Last month, ERIC and the City of Seattle agreed to a temporary non-enforcement of the Initiative. The agreement came after ERIC filed a complaint in the U.S. District Court for the Western District of Washington against the City for obstructing the Employee Retirement Income Security Act (ERISA), the federal law that enables employers to administer health and retirement benefits uniformly across the country.
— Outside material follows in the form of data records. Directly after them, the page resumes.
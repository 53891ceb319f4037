//! Error types for media operations.

use std::path::PathBuf;
use thiserror::Error;

/// Result type for media operations.
pub type MediaResult<T> = Result<T, MediaError>;

/// Errors that can occur during media processing.
#[derive(Debug, Error)]
pub enum MediaError {
    #[error("FFmpeg not found in PATH")]
    FfmpegNotFound,

    #[error("FFprobe not found in PATH")]
    FfprobeNotFound,

    #[error("FFmpeg command failed: {message}")]
    FfmpegFailed {
        message: String,
        stderr: Option<String>,
        exit_code: Option<i32>,
    },

    #[error("FFprobe command failed: {message}")]
    FfprobeFailed {
        message: String,
        stderr: Option<String>,
    },

    #[error("File not found: {0}")]
    FileNotFound(PathBuf),

    #[error("Invalid video file: {0}")]
    InvalidVideo(String),

    #[error("Operation timed out after {0} seconds")]
    Timeout(u64),

    #[error("IO error: {0}")]
    Io(#[from] std::io::Error),

    #[error("JSON parse error: {0}")]
    JsonParse(#[from] serde_json::Error),
}

impl MediaError {
    /// Create an FFmpeg failure error.
    pub fn ffmpeg_failed(
        message: impl Into<String>,
        stderr: Option<String>,
        exit_code: Option<i32>,
    ) -> Self {
        Self::FfmpegFailed {
            message: message.into(),
            stderr,
            exit_code,
        }
    }

    pub fn invalid_video(message: impl Into<String>) -> Self {
        Self::InvalidVideo(message.into())
    }
}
Under Part 3 of the Initiative, City hotels with at least 100 rooms must offer the affected employees (even if they have other coverage) coverage in an employer-sponsored group health plan with benefits that are the equivalent of gold-level medical policy on the Washington State insurance exchange at a cost of no more than five percent of their monthly gross taxable earnings or else provide additional compensation based, in part, on the cost of such coverage. ERIC’s lawsuit seeks to halt enforcement of Part 3 of the Initiative because it requires, uniquely for Seattle, a specified level of health plan benefits and precludes uniform plan administration.